Heshmat Sanjari, also transcribed as Sandjari (حشمت سنجری, April 1, 1917 – January 4, 1995) was a well-known Persian (Iranian) conductor and composer, the son of Hossein Sanjari who was well-known player on tar in Persia.

== Education ==
Heshmat Sanjari studied violin at the Tehran Conservatory of Music under Serge Khotsief and Conducting at the Vienna Music Academy as a pupil of Hans Swarowsky. Claudio Abbado and Zubin Mehta studied in the same class under Swarowsky.

Maestro Sanjari also studied Persian Classical music under Ali-Naqi Vaziri.

== Conducting career ==
After studying violin at the conservatory, Sanjari was the conductor of Tehran Conservatory Students Orchestra and the director of the Conservatory for a short time in 1951. From 1960 until 1971 he was the permanent conductor of the Tehran Symphony Orchestra, the longest in the history of orchestra.
During this time, many notable musicians such as Yehudi Menuhin and Isaac Stern played with the orchestra, with him as the conductor.

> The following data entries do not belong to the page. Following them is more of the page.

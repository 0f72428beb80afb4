//! Peer Capabilities
//!
//! Boundary traits for delegating a lookup to another node. Peer selection
//! and transport live outside this crate.

use std::sync::Arc;

/// Chooses the node that owns a key.
pub trait PeerPicker: Send + Sync {
    /// Returns the remote peer for `key`, or None when the key should be
    /// loaded locally.
    fn pick_peer(&self, key: &str) -> Option<Arc<dyn PeerGetter>>;
}

/// Fetches a value from a remote node.
///
/// Calls block the requesting thread; timeouts are the transport's concern.
pub trait PeerGetter: Send + Sync {
    fn get(&self, group: &str, key: &str) -> anyhow::Result<Vec<u8>>;
}
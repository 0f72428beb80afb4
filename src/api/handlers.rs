//! API Handlers
//!
//! HTTP request handlers for each cache server endpoint.

use std::sync::Arc;

use axum::{
    extract::{Path, State},
    http::header,
    response::IntoResponse,
    Json,
};

use crate::config::Config;
use crate::error::{CacheError, Result};
use crate::group::{DirLoader, Loader, Registry};
use crate::models::{GroupStatsResponse, HealthResponse};

/// Application state shared across all handlers.
///
/// Groups synchronize internally, so the registry is shared without an outer lock.
#[derive(Clone)]
pub struct AppState {
    pub registry: Arc<Registry>,
}

impl AppState {
    /// Creates a new AppState around an existing registry.
    pub fn new(registry: Arc<Registry>) -> Self {
        Self { registry }
    }

    /// Creates a new AppState from configuration.
    ///
    /// Registers the configured group backed by a [`DirLoader`].
    pub fn from_config(config: &Config) -> Result<Self> {
        let registry = Registry::new();
        let loader: Arc<dyn Loader> = Arc::new(DirLoader::new(&config.data_dir));
        registry.register(&config.group_name, config.cache_bytes, Some(loader))?;
        Ok(Self::new(Arc::new(registry)))
    }
}

/// Handler for GET /api/:group/:key
///
/// Returns the raw value bytes. The lookup runs on the blocking pool because
/// loaders and peers may block.
pub async fn get_value_handler(
    State(state): State<AppState>,
    Path((group_name, key)): Path<(String, String)>,
) -> Result<impl IntoResponse> {
    let group = state
        .registry
        .get(&group_name)
        .ok_or(CacheError::GroupNotFound(group_name))?;

    let value = tokio::task::spawn_blocking(move || group.get(&key))
        .await
        .map_err(|err| CacheError::Internal(err.to_string()))??;

    Ok((
        [(header::CONTENT_TYPE, "application/octet-stream")],
        value.byte_slice(),
    ))
}

/// Handler for GET /stats
///
/// Returns statistics for every registered group.
pub async fn stats_handler(State(state): State<AppState>) -> Json<Vec<GroupStatsResponse>> {
    let stats = state
        .registry
        .names()
        .iter()
        .filter_map(|name| state.registry.get(name))
        .map(|group| GroupStatsResponse::from_group(&group))
        .collect();

    Json(stats)
}

/// Handler for GET /stats/:group
pub async fn group_stats_handler(
    State(state): State<AppState>,
    Path(group_name): Path<String>,
) -> Result<Json<GroupStatsResponse>> {
    let group = state
        .registry
        .get(&group_name)
        .ok_or(CacheError::GroupNotFound(group_name))?;

    Ok(Json(GroupStatsResponse::from_group(&group)))
}

/// Handler for GET /health
pub async fn health_handler() -> Json<HealthResponse> {
    Json(HealthResponse::healthy())
}

#[cfg(test)]
mod tests {
    use super::*;
    use crate::group::LoaderFn;

    fn test_state() -> AppState {
        let registry = Registry::new();
        let loader: Arc<dyn Loader> = Arc::new(LoaderFn::new(|key: &str| {
            if key == "missing" {
                anyhow::bail!("{} not exist", key);
            }
            Ok(format!("value-{}", key).into_bytes())
        }));
        registry.register("scores", 1024, Some(loader)).unwrap();
        AppState::new(Arc::new(registry))
    }

    #[tokio::test]
    async fn test_get_value_handler() {
        let state = test_state();

        let result = get_value_handler(
            State(state.clone()),
            Path(("scores".to_string(), "tom".to_string())),
        )
        .await;
        assert!(result.is_ok());

        let stats = group_stats_handler(State(state), Path("scores".to_string()))
            .await
            .unwrap();
        assert_eq!(stats.stats.local_loads, 1);
        assert_eq!(stats.stats.entries, 1);
    }

    #[tokio::test]
    async fn test_get_value_unknown_group() {
        let state = test_state();

        let result = get_value_handler(
            State(state),
            Path(("nope".to_string(), "tom".to_string())),
        )
        .await;
        assert!(matches!(result, Err(CacheError::GroupNotFound(_))));
    }

    #[tokio::test]
    async fn test_get_value_loader_error() {
        let state = test_state();

        let result = get_value_handler(
            State(state),
            Path(("scores".to_string(), "missing".to_string())),
        )
        .await;
        assert!(matches!(result, Err(CacheError::Loader(_))));
    }

    #[tokio::test]
    async fn test_stats_handler() {
        let state = test_state();

        let response = stats_handler(State(state)).await;
        assert_eq!(response.len(), 1);
        assert_eq!(response[0].group, "scores");
        assert_eq!(response[0].stats.gets, 0);
    }

    #[tokio::test]
    async fn test_health_handler() {
        let response = health_handler().await;
        assert_eq!(response.status, "healthy");
    }

    #[test]
    fn test_from_config_registers_group() {
        let config = Config::default();
        let state = AppState::from_config(&config).unwrap();

        assert!(state.registry.get(&config.group_name).is_some());
    }
}
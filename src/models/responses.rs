//! Response DTOs for the cache server API
//!
//! Defines the structure of outgoing HTTP response bodies.

use serde::Serialize;

use crate::cache::CacheStats;
use crate::group::Group;

/// Response body for the stats endpoints (GET /stats, GET /stats/:group)
#[derive(Debug, Clone, Serialize)]
pub struct GroupStatsResponse {
    /// Group name
    pub group: String,
    /// Configured byte budget, 0 = unbounded
    pub cache_bytes: usize,
    /// Counters and residency
    #[serde(flatten)]
    pub stats: CacheStats,
    /// Hit rate (hits / gets)
    pub hit_rate: f64,
}

impl GroupStatsResponse {
    /// Creates a new GroupStatsResponse from a group's current statistics
    pub fn from_group(group: &Group) -> Self {
        let stats = group.stats();
        Self {
            group: group.name().to_string(),
            cache_bytes: group.cache_bytes(),
            hit_rate: stats.hit_rate(),
            stats,
        }
    }
}

/// Response body for the health endpoint (GET /health)
#[derive(Debug, Clone, Serialize)]
pub struct HealthResponse {
    /// Health status (e.g., "healthy")
    pub status: String,
    /// Current timestamp in ISO 8601 format
    pub timestamp: String,
}

impl HealthResponse {
    /// Creates a new HealthResponse with current timestamp
    pub fn healthy() -> Self {
        Self {
            status: "healthy".to_string(),
            timestamp: chrono::Utc::now().to_rfc3339(),
        }
    }
}

/// Error response body for all error conditions
#[derive(Debug, Clone, Serialize)]
pub struct ErrorResponse {
    /// Error message describing what went wrong
    pub error: String,
}

impl ErrorResponse {
    /// Creates a new ErrorResponse
    pub fn new(error: impl Into<String>) -> Self {
        Self {
            error: error.into(),
        }
    }
}
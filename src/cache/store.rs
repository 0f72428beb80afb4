//! Cache Store Module
//!
//! Thread-safe wrapper serializing all access to one LRU cache.

use std::sync::atomic::{AtomicU64, Ordering};
use std::sync::Arc;

use parking_lot::Mutex;
use tracing::debug;

use crate::cache::{ByteView, LruCache, OnEvicted};

// == Cache Store ==
/// Byte-bounded LRU cache behind a single mutex.
///
/// Lookups take the same exclusive lock as inserts because a hit reorders
/// recency. The underlying [`LruCache`] is allocated on the first `add`.
#[derive(Debug)]
pub struct CacheStore {
    lru: Mutex<Option<LruCache<ByteView>>>,
    /// Byte budget handed to the LRU cache, 0 = unbounded
    cache_bytes: usize,
    /// Entries evicted so far
    evictions: Arc<AtomicU64>,
}

impl CacheStore {
    // == Constructor ==
    /// Creates an empty store. No backing structures exist until the first add.
    ///
    /// # Arguments
    /// * `cache_bytes` - Maximum resident bytes (keys + values), 0 = unbounded
    pub fn new(cache_bytes: usize) -> Self {
        Self {
            lru: Mutex::new(None),
            cache_bytes,
            evictions: Arc::new(AtomicU64::new(0)),
        }
    }

    // == Add ==
    /// Stores a value, evicting least recently used entries as needed.
    pub fn add(&self, key: &str, value: ByteView) {
        let mut guard = self.lru.lock();
        let lru = guard.get_or_insert_with(|| {
            let evictions = Arc::clone(&self.evictions);
            let on_evicted: OnEvicted<ByteView> = Box::new(move |key, value| {
                evictions.fetch_add(1, Ordering::Relaxed);
                debug!(key, bytes = value.len(), "evicted entry");
            });
            LruCache::new(self.cache_bytes, Some(on_evicted))
        });
        lru.add(key, value);
    }

    // == Get ==
    /// Retrieves a value by key, marking it most recently used.
    pub fn get(&self, key: &str) -> Option<ByteView> {
        let mut guard = self.lru.lock();
        guard.as_mut()?.get(key).cloned()
    }

    // == Length ==
    /// Returns the current number of entries.
    pub fn len(&self) -> usize {
        self.lru.lock().as_ref().map_or(0, LruCache::len)
    }

    pub fn is_empty(&self) -> bool {
        self.len() == 0
    }

    /// Returns resident bytes (keys + values).
    pub fn used_bytes(&self) -> usize {
        self.lru.lock().as_ref().map_or(0, LruCache::used_bytes)
    }

    pub fn cache_bytes(&self) -> usize {
        self.cache_bytes
    }

    /// Returns the number of entries evicted so far.
    pub fn evictions(&self) -> u64 {
        self.evictions.load(Ordering::Relaxed)
    }

    /// True once the first add has allocated the LRU cache.
    pub fn is_allocated(&self) -> bool {
        self.lru.lock().is_some()
    }
}
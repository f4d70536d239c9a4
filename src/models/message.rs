use chrono::Utc;
use serde::{Deserialize, Serialize};
use sqlx::FromRow;
use uuid::Uuid;

#[derive(Debug, Clone, Copy, PartialEq, Eq, Serialize, Deserialize)]
#[serde(rename_all = "lowercase")]
pub enum MessageType {
    Text,
    File,
    Image,
}

impl MessageType {
    pub fn as_str(&self) -> &str {
        match self {
            MessageType::Text => "text",
            MessageType::File => "file",
            MessageType::Image => "image",
        }
    }

    pub fn parse(value: &str) -> Option<Self> {
        match value {
            "text" => Some(MessageType::Text),
            "file" => Some(MessageType::File),
            "image" => Some(MessageType::Image),
            _ => None,
        }
    }
}

#[derive(Debug, Clone, Serialize, Deserialize, FromRow)]
pub struct Message {
    /// Store-assigned, monotonically increasing; the ordering tiebreak for
    /// messages sharing a created_at timestamp.
    pub seq: i64,
    pub id: String,
    pub conversation_id: String,
    pub sender_id: String,
    pub message_type: String,
    pub content: String,
    pub file_url: Option<String>,
    pub file_name: Option<String>,
    pub is_edited: i64,
    pub is_deleted: i64,
    pub created_at: String,
    pub updated_at: String,
}

#[derive(Debug, Clone, Serialize, Deserialize)]
pub struct NewMessage {
    pub id: String,
    pub conversation_id: String,
    pub sender_id: String,
    pub message_type: String,
    pub content: String,
    pub file_url: Option<String>,
    pub file_name: Option<String>,
    pub created_at: String,
}

impl NewMessage {
    pub fn new(
        conversation_id: String,
        sender_id: String,
        message_type: MessageType,
        content: String,
        file_url: Option<String>,
        file_name: Option<String>,
    ) -> Self {
        Self {
            id: Uuid::new_v4().to_string(),
            conversation_id,
            sender_id,
            message_type: message_type.as_str().to_string(),
            content,
            file_url,
            file_name,
            created_at: Utc::now().to_rfc3339(),
        }
    }
}

#[cfg(test)]
mod tests {
    use super::*;

    #[test]
    fn test_type_round_trip() {
        assert_eq!(MessageType::parse("text"), Some(MessageType::Text));
        assert_eq!(MessageType::parse("file"), Some(MessageType::File));
        assert_eq!(MessageType::parse("image"), Some(MessageType::Image));
        assert_eq!(MessageType::parse("video"), None);
        assert_eq!(MessageType::Image.as_str(), "image");
    }
}
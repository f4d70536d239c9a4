use sqlx::Row;

use crate::database::DbPool;
use crate::models::user::User;
use crate::utils::error::{AppError, AppResult};

pub async fn exists(pool: &DbPool, user_id: &str) -> AppResult<bool> {
    let count = sqlx::query("SELECT COUNT(*) as count FROM users WHERE id = ?")
        .bind(user_id)
        .fetch_one(pool.as_ref())
        .await?
        .get::<i64, _>("count");
    Ok(count > 0)
}

pub async fn is_active(pool: &DbPool, user_id: &str) -> AppResult<bool> {
    let count = sqlx::query("SELECT COUNT(*) as count FROM users WHERE id = ? AND is_active = 1")
        .bind(user_id)
        .fetch_one(pool.as_ref())
        .await?
        .get::<i64, _>("count");
    Ok(count > 0)
}

/// Looks up a user that must exist and be active, as required of every
/// conversation participant.
pub async fn fetch_active(pool: &DbPool, user_id: &str) -> AppResult<User> {
    sqlx::query_as::<_, User>("SELECT * FROM users WHERE id = ? AND is_active = 1")
        .bind(user_id)
        .fetch_optional(pool.as_ref())
        .await?
        .ok_or_else(|| AppError::NotFound(format!("User {} not found", user_id)))
}
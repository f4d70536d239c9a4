use jsonwebtoken::{Algorithm, DecodingKey, EncodingKey, Header, Validation, decode, encode};
use serde::{Deserialize, Serialize};

use crate::utils::error::{AppError, AppResult};

/// The verified identity triple carried by every credential. Both the REST
/// middleware and the websocket handshake resolve a bearer token into this.
#[derive(Debug, Clone, Serialize, Deserialize)]
pub struct Identity {
    pub user_id: String,
    pub role: String,
    pub organization_id: String,
}

#[derive(Debug, Serialize, Deserialize)]
pub struct Claims {
    pub sub: String,
    pub exp: i64,
    pub iat: i64,
    pub role: String,
    pub organization_id: String,
}

pub struct JwtService {
    encoding_key: EncodingKey,
    decoding_key: DecodingKey,
}

impl JwtService {
    pub fn new(secret: &str) -> Self {
        Self {
            encoding_key: EncodingKey::from_secret(secret.as_bytes()),
            decoding_key: DecodingKey::from_secret(secret.as_bytes()),
        }
    }

    pub fn from_env() -> AppResult<Self> {
        let secret = std::env::var("SECRET_KEY")
            .map_err(|_| AppError::Internal("SECRET_KEY not set".to_string()))?;
        Ok(Self::new(&secret))
    }

    pub fn generate_token(&self, identity: &Identity, ttl: chrono::Duration) -> AppResult<String> {
        let now = chrono::Utc::now();
        let claims = Claims {
            sub: identity.user_id.clone(),
            exp: (now + ttl).timestamp(),
            iat: now.timestamp(),
            role: identity.role.clone(),
            organization_id: identity.organization_id.clone(),
        };

        encode(&Header::default(), &claims, &self.encoding_key)
            .map_err(|e| AppError::Internal(format!("Failed to generate token: {}", e)))
    }

    pub fn verify(&self, token: &str) -> AppResult<Identity> {
        let validation = Validation::new(Algorithm::HS256);
        decode::<Claims>(token, &self.decoding_key, &validation)
            .map(|data| Identity {
                user_id: data.claims.sub,
                role: data.claims.role,
                organization_id: data.claims.organization_id,
            })
            .map_err(|e| AppError::Unauthorized(format!("Invalid token: {}", e)))
    }
}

As a guest conductor he conducted the National Iranian Radio and Television Chamber Orchestra and several European orchestras.

== Compositions ==
He composed the works Persian Pictures [تابلوهای ایرانی] (in 5 movements) and Niayesh (Praise) for choir and orchestra. The former is regarded by some as a masterpiece of contemporary Persian symphonic music. Both works have been recorded by Manuchehr Sahbai in Bulgaria with Plovdiv Philharmonic Orchestra.

== Later career ==
After the 1979 Iranian revolution, the new government looked at music as a promotion of western culture, against Islamic values, so Sanjari and orchestra played only a few concerts in 10 years after revolution.

The pressures of this new situation caused him to become depressed in 1989 and after 5 years he fell ill and died on January 4, 1995.